▶ WHAT YOU HAVE TO DO: Check each line of the material for the string "TableFragment", and copy the lines that have it.

==*==

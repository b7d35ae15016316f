//! Table structure detection stage.

use crate::backend::TableStructureModel;
use crate::error::{ModelError, TableExtractError};
use crate::model::{Page, PageTables};
use tracing::{debug, info, warn};

/// Finds table fragments and their cell grids, one batch of pages at a time.
pub struct TableStructureDetector {
    model: Box<dyn TableStructureModel>,
    batch_size: usize,
}

impl TableStructureDetector {
    pub fn new(model: Box<dyn TableStructureModel>, batch_size: usize) -> Self {
        Self {
            model,
            batch_size: batch_size.max(1),
        }
    }

    /// Detect fragments on every page, then free the model.
    ///
    /// Fragments come back in page order with their page index set; cell text
    /// is whatever the model supplied (usually empty).
    pub async fn run(self, pages: &[Page]) -> Result<Vec<PageTables>, TableExtractError> {
        let result = self.recognize_all(pages).await;

        if let Err(e) = self.model.release().await {
            warn!("Failed to release table model '{}': {}", self.model.name(), e);
        }

        let tables = result.map_err(TableExtractError::TableDetectionFailed)?;
        info!(
            "Table structure: {} fragments over {} pages",
            tables.iter().map(|t| t.fragments.len()).sum::<usize>(),
            tables.len()
        );
        Ok(tables)
    }

    async fn recognize_all(&self, pages: &[Page]) -> Result<Vec<PageTables>, ModelError> {
        let mut all = Vec::with_capacity(pages.len());
        for batch in pages.chunks(self.batch_size) {
            let detected = self.model.recognize(batch).await?;
            if detected.len() != batch.len() {
                return Err(ModelError::InvalidResponse(format!(
                    "table model returned {} pages for a batch of {}",
                    detected.len(),
                    batch.len()
                )));
            }
            for (page, mut tables) in batch.iter().zip(detected) {
                tables.page = page.index;
                for fragment in &mut tables.fragments {
                    fragment.page = page.index;
                }
                debug!("Page {}: {} table fragments", page.index, tables.fragments.len());
                all.push(tables);
            }
        }
        Ok(all)
    }
}

#[cfg(test)]
mod tests {
    use super::*;
    use crate::model::{BBox, Cell, TableFragment};
    use async_trait::async_trait;
    use image::DynamicImage;

    struct OneTablePerPage;

    #[async_trait]
    impl TableStructureModel for OneTablePerPage {
        fn name(&self) -> &str {
            "one-per-page"
        }

        async fn recognize(&self, pages: &[Page]) -> Result<Vec<PageTables>, ModelError> {
            Ok(pages
                .iter()
                .map(|_| PageTables {
                    page: 0,
                    fragments: vec![TableFragment {
                        page: 0,
                        bbox: BBox::new(0.0, 0.0, 100.0, 20.0),
                        cells: vec![Cell {
                            row_id: 0,
                            col_id: 0,
                            bbox: BBox::new(0.0, 0.0, 100.0, 20.0),
                            is_header: true,
                            text: String::new(),
                        }],
                    }],
                })
                .collect())
        }
    }

    struct ShortReply;

    #[async_trait]
    impl TableStructureModel for ShortReply {
        fn name(&self) -> &str {
            "short"
        }

        async fn recognize(&self, _pages: &[Page]) -> Result<Vec<PageTables>, ModelError> {
            Ok(vec![])
        }
    }

    fn pages(n: usize) -> Vec<Page> {
        (1..=n).map(|i| Page::new(i, DynamicImage::new_rgb8(4, 4))).collect()
    }

    #[tokio::test]
    async fn fragments_carry_their_page() {
        let tables = TableStructureDetector::new(Box::new(OneTablePerPage), 16)
            .run(&pages(3))
            .await
            .unwrap();
        assert_eq!(tables.len(), 3);
        assert_eq!(tables[2].page, 3);
        assert_eq!(tables[2].fragments[0].page, 3);
    }

    #[tokio::test]
    async fn page_count_mismatch_is_fatal() {
        let err = TableStructureDetector::new(Box::new(ShortReply), 16)
            .run(&pages(2))
            .await
            .unwrap_err();
        assert!(matches!(
            err,
            TableExtractError::TableDetectionFailed(ModelError::InvalidResponse(_))
        ));
    }
}
//! Error types for the edgequake-tables library.
//!
//! Two families of errors reflect two distinct failure modes:
//!
//! * [`TableExtractError`]: **Fatal**: the run cannot proceed at all (the
//!   input cannot be read, a detector could not be reached, the output cannot
//!   be written). Returned as `Err(TableExtractError)` from the top-level
//!   `extract*` functions.
//!
//! * [`ModelError`], [`PageRecognitionError`], [`RefinementError`] and
//!   [`MergeGeometryError`]: **Non-fatal**: one page, one fragment or one
//!   table is affected. These are logged, counted in
//!   [`crate::output::ExtractionSummary`] and the run continues with whatever
//!   could be reconstructed.

use std::path::PathBuf;
use thiserror::Error;

/// All fatal errors returned by the edgequake-tables library.
#[derive(Debug, Error)]
pub enum TableExtractError {
    // ── Input errors ──────────────────────────────────────────────────────
    /// Input file was not found at the given path.
    #[error("Input file not found: '{path}'\nCheck the path exists and is readable.")]
    FileNotFound { path: PathBuf },

    /// Process does not have read permission on the file.
    #[error("Permission denied reading '{path}'\nTry: chmod +r {path:?}")]
    PermissionDenied { path: PathBuf },

    /// The input string is not a valid file path or URL.
    #[error("Invalid input '{input}': not a file path or a valid HTTP/HTTPS URL")]
    InvalidInput { input: String },

    /// HTTP URL was syntactically valid but download failed.
    #[error("Failed to download '{url}': {reason}\nCheck your internet connection.")]
    DownloadFailed { url: String, reason: String },

    /// Download exceeded the configured timeout.
    #[error("Download timed out after {secs}s for '{url}'\nIncrease --download-timeout.")]
    DownloadTimeout { url: String, secs: u64 },

    /// The file exists but is neither a PDF nor a supported raster image.
    #[error("Unsupported document format: '{path}'\nFirst bytes: {magic:?}")]
    UnsupportedFormat { path: PathBuf, magic: [u8; 4] },

    /// The file looked like a supported format but could not be decoded.
    #[error("Failed to read document '{path}': {detail}")]
    DocumentRead { path: PathBuf, detail: String },

    // ── PDF errors ────────────────────────────────────────────────────────
    /// PDF header/trailer/xref is corrupt and cannot be parsed.
    #[error("PDF '{path}' is corrupt: {detail}\nTry repairing with: qpdf --decrypt input.pdf output.pdf")]
    CorruptPdf { path: PathBuf, detail: String },

    /// PDF requires a password but none was provided.
    #[error("PDF '{path}' is encrypted and requires a password.\nProvide it with --password <PASSWORD>.")]
    PasswordRequired { path: PathBuf },

    /// A password was provided but it is wrong.
    #[error("Wrong password for PDF '{path}'")]
    WrongPassword { path: PathBuf },

    /// Selected page numbers exceed the actual page count.
    #[error("Page {page} is out of range (document has {total} pages)")]
    PageOutOfRange { page: usize, total: usize },

    /// pdfium-render returned an error for a specific page.
    #[error("Rasterisation failed for page {page}: {detail}")]
    RasterisationFailed { page: usize, detail: String },

    /// Could not bind to a pdfium library.
    #[error(
        "Failed to bind to pdfium library: {0}\n\n\
Set PDFIUM_LIB_PATH=/path/to/dir/containing/libpdfium, or install pdfium\n\
system-wide so it can be found on the default library search path.\n"
    )]
    PdfiumBindingFailed(String),

    // ── Detector errors ───────────────────────────────────────────────────
    /// The layout model failed; without regions there is nothing to stitch against.
    #[error("Layout detection failed: {0}")]
    LayoutDetectionFailed(#[source] ModelError),

    /// The table-structure model failed for a batch of pages.
    #[error("Table structure detection failed: {0}")]
    TableDetectionFailed(#[source] ModelError),

    /// A model collaborator could not be constructed.
    #[error("Failed to initialise model backend '{backend}': {detail}")]
    ModelInit { backend: String, detail: String },

    /// The configured reasoning provider is not initialised (missing API key etc.).
    #[error("Reasoning provider '{provider}' is not configured.\n{hint}")]
    ProviderNotConfigured { provider: String, hint: String },

    // ── I/O errors ────────────────────────────────────────────────────────
    /// Could not create or write the output JSON file.
    #[error("Failed to write output file '{path}': {source}")]
    OutputWriteFailed {
        path: PathBuf,
        #[source]
        source: std::io::Error,
    },

    // ── Config errors ─────────────────────────────────────────────────────
    /// Builder validation failed.
    #[error("Invalid configuration: {0}")]
    InvalidConfig(String),

    // ── Catch-all ─────────────────────────────────────────────────────────
    /// Unexpected internal error.
    #[error("Internal error: {0}")]
    Internal(String),
}

/// Failure reported by a detection or recognition collaborator.
#[derive(Debug, Clone, Error, PartialEq, serde::Serialize, serde::Deserialize)]
pub enum ModelError {
    /// The accelerator ran out of memory. On the OCR stage this moves the
    /// recognizer into degraded mode for every remaining page.
    #[error("resource exhausted: {0}")]
    ResourceExhausted(String),

    /// The request never produced a response (connection refused, timeout).
    #[error("request failed: {0}")]
    Request(String),

    /// The collaborator answered with a non-success status.
    #[error("HTTP {status}: {body}")]
    Status { status: u16, body: String },

    /// The response could not be decoded into predictions.
    #[error("invalid response: {0}")]
    InvalidResponse(String),
}

impl ModelError {
    /// `true` when the failure means the accelerated tier should be abandoned.
    pub fn is_resource_exhaustion(&self) -> bool {
        matches!(self, ModelError::ResourceExhausted(_))
    }
}

/// A single page whose OCR result was dropped.
#[derive(Debug, Clone, Error, serde::Serialize, serde::Deserialize)]
pub enum PageRecognitionError {
    /// The recognition model returned an error for this page.
    #[error("Page {page}: recognition failed: {source}")]
    Model {
        page: usize,
        #[source]
        source: ModelError,
    },

    /// The worker task recognising this page panicked or was cancelled.
    #[error("Page {page}: OCR worker aborted: {detail}")]
    WorkerAborted { page: usize, detail: String },
}

impl PageRecognitionError {
    /// 1-based page the error belongs to.
    pub fn page(&self) -> usize {
        match self {
            PageRecognitionError::Model { page, .. } => *page,
            PageRecognitionError::WorkerAborted { page, .. } => *page,
        }
    }
}

/// Why a table refinement did not produce a usable result.
///
/// Every variant leads to the identity fallback: the table is emitted exactly
/// as the stitcher produced it.
#[derive(Debug, Clone, Error, PartialEq, serde::Serialize, serde::Deserialize)]
pub enum RefinementError {
    /// Network-level failure (connection, TLS, provider SDK error).
    #[error("request failed: {0}")]
    Request(String),

    /// The call did not complete within `api_timeout_secs`.
    #[error("timed out after {secs}s")]
    Timeout { secs: u64 },

    /// The service answered with a non-2xx status.
    #[error("HTTP {status}: {body}")]
    Status { status: u16, body: String },

    /// The reply body (or the embedded table JSON) was not valid JSON.
    #[error("reply is not valid JSON: {0}")]
    InvalidReply(String),

    /// The reply JSON did not contain the expected content path.
    #[error("reply is missing expected content: {0}")]
    MissingContent(String),

    /// The refined table JSON did not match the table it was asked about.
    #[error("reply does not match the table schema: {0}")]
    Schema(String),
}

impl RefinementError {
    /// Transport-level failures are worth retrying; malformed replies are not.
    pub fn is_retryable(&self) -> bool {
        match self {
            RefinementError::Request(_) | RefinementError::Timeout { .. } => true,
            RefinementError::Status { status, .. } => *status == 429 || *status >= 500,
            _ => false,
        }
    }
}

/// A table fragment the stitcher could not use.
#[derive(Debug, Clone, Error, PartialEq, serde::Serialize, serde::Deserialize)]
pub enum MergeGeometryError {
    /// The fragment has no cells, so it has no first or last row.
    #[error("fragment on page {page} has no rows")]
    NoRows { page: usize },

    /// Two cells of the fragment claim the same grid position.
    #[error("fragment on page {page} has duplicate cell ({row_id}, {col_id})")]
    DuplicateCell {
        page: usize,
        row_id: u32,
        col_id: u32,
    },

    /// A cell box is degenerate or not finite.
    #[error("fragment on page {page} has an invalid cell box at row {row_id}")]
    InvalidBox { page: usize, row_id: u32 },

    /// Renumbering the fragment's rows would overflow `u32`.
    #[error("fragment on page {page}: row {row_id} cannot be renumbered without overflow")]
    RowIdOverflow { page: usize, row_id: u32 },
}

==*==

▶ RESPONSE BOX:
    use crate::model::{BBox, Cell, TableFragment};
                    fragments: vec![TableFragment {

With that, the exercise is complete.